== RECORDS TO USE ==
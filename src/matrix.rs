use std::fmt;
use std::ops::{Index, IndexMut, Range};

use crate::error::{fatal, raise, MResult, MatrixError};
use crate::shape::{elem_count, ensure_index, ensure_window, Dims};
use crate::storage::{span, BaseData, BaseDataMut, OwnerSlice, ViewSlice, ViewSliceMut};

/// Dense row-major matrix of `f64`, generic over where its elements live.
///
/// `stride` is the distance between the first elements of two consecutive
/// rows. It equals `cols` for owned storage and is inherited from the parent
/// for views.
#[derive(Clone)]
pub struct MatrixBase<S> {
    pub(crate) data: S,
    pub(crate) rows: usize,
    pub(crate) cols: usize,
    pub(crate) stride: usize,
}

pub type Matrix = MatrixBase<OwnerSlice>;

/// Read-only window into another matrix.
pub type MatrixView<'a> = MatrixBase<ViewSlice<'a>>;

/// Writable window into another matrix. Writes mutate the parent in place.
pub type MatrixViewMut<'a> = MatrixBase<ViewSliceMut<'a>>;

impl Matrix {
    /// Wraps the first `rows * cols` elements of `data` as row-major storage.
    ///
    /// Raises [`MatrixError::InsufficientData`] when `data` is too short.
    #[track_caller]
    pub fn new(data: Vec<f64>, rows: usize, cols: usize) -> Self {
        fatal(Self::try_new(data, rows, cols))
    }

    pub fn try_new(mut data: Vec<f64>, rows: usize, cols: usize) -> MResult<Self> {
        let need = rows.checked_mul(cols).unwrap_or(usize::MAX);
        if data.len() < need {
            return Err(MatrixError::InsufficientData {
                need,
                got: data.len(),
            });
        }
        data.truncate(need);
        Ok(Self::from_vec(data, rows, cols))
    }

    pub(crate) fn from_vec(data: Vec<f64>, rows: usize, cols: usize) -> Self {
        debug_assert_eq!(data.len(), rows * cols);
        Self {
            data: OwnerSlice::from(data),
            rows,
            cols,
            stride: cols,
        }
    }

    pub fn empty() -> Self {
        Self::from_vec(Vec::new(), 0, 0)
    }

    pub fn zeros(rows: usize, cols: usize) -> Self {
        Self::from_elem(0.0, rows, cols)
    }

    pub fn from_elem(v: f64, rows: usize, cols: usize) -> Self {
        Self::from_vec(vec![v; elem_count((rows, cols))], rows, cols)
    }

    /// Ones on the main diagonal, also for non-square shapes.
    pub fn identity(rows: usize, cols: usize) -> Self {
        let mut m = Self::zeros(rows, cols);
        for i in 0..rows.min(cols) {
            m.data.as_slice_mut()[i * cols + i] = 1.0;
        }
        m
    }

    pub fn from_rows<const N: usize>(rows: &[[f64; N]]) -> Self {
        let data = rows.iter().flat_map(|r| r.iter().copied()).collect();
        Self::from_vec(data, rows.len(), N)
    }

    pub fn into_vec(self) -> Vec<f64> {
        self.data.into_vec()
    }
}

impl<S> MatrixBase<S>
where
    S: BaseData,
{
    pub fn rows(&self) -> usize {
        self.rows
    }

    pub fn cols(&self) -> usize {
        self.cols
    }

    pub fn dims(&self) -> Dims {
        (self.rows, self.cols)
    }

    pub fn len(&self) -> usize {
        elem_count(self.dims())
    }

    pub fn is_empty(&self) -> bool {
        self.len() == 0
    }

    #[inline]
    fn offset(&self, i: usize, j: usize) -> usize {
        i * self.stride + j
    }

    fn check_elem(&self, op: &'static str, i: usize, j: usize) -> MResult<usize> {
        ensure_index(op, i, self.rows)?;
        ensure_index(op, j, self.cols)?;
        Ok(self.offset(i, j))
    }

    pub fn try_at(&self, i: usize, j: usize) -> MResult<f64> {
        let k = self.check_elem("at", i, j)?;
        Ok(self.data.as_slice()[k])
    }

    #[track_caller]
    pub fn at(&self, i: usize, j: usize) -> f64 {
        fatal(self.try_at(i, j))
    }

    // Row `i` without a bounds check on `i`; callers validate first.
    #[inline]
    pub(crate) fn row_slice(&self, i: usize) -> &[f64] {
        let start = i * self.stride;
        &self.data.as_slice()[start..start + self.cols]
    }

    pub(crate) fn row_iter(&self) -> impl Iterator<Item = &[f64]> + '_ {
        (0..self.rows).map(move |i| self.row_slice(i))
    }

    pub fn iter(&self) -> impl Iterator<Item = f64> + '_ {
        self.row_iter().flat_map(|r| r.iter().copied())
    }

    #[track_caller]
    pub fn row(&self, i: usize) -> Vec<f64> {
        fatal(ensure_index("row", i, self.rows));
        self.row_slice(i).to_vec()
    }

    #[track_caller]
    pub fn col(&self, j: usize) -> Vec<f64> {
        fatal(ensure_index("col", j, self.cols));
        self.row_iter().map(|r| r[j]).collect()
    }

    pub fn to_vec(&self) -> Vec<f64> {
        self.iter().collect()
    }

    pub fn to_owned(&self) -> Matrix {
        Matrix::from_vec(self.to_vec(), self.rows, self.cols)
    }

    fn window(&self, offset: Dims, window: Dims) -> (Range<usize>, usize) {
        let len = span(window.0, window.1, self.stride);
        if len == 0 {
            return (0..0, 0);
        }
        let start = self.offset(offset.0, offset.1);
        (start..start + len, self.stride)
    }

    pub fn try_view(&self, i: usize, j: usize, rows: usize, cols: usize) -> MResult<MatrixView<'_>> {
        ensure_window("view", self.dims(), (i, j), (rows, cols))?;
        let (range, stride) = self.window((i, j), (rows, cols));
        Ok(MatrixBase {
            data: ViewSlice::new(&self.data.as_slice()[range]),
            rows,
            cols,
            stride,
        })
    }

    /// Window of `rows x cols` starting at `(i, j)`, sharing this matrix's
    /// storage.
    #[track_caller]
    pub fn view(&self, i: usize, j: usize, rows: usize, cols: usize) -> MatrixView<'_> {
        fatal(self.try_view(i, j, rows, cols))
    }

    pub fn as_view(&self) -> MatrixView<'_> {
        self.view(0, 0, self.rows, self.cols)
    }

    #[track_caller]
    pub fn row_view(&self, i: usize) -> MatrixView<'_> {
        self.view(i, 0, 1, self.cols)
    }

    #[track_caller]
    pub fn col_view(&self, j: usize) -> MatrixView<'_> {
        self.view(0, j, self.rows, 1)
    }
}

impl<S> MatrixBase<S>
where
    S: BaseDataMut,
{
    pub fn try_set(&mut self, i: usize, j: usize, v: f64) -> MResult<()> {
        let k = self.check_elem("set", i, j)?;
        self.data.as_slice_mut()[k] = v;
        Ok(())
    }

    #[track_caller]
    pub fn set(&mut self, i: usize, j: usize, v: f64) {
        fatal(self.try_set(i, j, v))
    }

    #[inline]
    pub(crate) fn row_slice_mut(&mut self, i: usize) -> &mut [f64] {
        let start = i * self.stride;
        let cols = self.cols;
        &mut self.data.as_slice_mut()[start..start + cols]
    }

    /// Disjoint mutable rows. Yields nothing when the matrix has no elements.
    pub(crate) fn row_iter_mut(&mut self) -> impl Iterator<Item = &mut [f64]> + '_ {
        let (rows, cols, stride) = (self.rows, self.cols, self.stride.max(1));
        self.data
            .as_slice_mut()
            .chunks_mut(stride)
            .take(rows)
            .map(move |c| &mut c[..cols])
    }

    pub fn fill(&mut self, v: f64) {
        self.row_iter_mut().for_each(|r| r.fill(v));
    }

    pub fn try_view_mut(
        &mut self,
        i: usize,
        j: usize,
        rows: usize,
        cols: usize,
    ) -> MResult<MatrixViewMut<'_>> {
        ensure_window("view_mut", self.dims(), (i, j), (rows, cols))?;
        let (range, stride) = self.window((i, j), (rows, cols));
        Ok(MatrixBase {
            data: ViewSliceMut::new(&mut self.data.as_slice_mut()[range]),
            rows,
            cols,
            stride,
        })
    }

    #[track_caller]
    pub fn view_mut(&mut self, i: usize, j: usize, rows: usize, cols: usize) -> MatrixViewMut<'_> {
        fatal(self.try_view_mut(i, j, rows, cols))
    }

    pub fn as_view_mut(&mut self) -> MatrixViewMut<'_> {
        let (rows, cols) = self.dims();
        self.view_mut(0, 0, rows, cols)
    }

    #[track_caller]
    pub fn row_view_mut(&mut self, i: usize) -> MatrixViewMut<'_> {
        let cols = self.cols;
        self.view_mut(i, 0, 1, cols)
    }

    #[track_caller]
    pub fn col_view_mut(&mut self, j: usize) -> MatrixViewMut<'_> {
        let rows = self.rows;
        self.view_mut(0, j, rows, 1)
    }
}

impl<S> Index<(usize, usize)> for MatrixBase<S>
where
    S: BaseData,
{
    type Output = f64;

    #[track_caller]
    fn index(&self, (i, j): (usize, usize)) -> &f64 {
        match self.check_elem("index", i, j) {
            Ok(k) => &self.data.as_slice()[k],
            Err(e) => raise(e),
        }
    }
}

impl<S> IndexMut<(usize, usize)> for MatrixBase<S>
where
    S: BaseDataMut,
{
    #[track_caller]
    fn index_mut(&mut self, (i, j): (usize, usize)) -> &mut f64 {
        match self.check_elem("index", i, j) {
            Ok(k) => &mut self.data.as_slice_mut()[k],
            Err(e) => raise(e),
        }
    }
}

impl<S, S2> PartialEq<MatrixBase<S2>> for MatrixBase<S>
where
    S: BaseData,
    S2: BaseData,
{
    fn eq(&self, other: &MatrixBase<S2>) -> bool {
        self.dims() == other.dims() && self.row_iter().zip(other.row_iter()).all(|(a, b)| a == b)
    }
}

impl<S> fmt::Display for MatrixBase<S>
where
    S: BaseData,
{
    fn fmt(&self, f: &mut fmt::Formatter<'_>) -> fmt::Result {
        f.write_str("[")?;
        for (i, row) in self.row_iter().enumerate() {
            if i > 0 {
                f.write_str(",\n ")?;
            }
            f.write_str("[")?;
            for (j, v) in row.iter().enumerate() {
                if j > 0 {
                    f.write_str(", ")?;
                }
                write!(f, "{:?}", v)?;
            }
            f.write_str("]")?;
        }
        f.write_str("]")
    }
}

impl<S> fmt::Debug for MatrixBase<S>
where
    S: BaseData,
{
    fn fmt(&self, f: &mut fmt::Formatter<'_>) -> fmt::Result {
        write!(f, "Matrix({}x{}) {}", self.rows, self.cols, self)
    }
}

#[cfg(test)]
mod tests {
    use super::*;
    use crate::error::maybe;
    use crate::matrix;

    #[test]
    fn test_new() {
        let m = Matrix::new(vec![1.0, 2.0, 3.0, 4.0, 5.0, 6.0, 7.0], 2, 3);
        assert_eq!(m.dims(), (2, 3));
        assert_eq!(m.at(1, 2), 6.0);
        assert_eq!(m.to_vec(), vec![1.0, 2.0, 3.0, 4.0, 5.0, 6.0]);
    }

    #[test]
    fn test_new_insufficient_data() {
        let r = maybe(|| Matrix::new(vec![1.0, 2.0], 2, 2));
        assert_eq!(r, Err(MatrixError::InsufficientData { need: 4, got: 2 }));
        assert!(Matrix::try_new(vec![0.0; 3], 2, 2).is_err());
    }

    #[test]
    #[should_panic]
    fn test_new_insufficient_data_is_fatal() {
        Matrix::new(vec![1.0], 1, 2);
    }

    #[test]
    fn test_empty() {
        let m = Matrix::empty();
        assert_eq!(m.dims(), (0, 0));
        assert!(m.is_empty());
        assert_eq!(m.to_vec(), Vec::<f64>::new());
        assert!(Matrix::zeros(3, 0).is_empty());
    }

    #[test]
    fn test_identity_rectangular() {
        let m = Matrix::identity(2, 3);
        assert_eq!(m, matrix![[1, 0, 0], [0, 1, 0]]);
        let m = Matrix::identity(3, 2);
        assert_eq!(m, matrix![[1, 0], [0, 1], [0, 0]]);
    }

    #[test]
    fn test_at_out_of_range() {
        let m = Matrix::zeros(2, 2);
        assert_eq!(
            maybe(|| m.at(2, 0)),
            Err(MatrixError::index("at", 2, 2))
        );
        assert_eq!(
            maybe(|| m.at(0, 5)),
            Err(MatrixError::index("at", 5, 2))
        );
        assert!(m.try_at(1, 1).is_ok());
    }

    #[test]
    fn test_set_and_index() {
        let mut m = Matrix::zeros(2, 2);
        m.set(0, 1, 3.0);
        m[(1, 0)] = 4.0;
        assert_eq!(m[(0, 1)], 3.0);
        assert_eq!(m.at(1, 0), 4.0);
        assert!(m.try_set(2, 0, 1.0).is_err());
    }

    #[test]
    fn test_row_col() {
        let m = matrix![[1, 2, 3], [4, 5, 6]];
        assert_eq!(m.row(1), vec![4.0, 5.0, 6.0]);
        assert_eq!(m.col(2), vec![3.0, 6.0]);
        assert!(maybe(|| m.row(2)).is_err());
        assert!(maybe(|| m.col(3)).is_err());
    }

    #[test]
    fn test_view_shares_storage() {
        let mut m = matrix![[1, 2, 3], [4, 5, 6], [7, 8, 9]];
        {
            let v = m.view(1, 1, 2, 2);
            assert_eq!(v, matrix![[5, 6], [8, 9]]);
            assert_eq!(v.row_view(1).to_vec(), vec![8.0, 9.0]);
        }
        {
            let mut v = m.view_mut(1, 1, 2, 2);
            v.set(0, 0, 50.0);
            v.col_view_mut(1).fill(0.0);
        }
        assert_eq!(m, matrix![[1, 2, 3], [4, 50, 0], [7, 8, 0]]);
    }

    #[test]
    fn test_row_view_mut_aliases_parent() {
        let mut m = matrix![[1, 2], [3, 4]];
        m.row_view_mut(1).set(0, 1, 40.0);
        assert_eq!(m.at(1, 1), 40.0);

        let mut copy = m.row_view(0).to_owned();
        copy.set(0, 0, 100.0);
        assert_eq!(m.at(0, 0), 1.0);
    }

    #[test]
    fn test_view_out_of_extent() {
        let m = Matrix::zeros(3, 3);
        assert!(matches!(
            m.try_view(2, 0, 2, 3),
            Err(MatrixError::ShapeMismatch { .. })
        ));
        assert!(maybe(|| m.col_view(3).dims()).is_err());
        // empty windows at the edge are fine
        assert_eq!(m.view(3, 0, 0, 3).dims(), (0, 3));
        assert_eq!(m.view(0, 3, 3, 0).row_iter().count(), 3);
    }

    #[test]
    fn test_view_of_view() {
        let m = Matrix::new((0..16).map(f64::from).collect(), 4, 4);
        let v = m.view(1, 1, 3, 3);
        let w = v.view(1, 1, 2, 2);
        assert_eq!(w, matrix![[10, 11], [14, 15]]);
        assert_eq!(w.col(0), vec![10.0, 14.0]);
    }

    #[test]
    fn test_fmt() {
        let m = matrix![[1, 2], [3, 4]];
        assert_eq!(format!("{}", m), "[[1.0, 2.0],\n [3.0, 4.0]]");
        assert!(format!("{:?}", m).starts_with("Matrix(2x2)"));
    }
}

== EXERCISE DESCRIPTION ==
State how many lines in the listing above contain the string "copied". Include no other words.

== EXERCISE ANSWER ==
2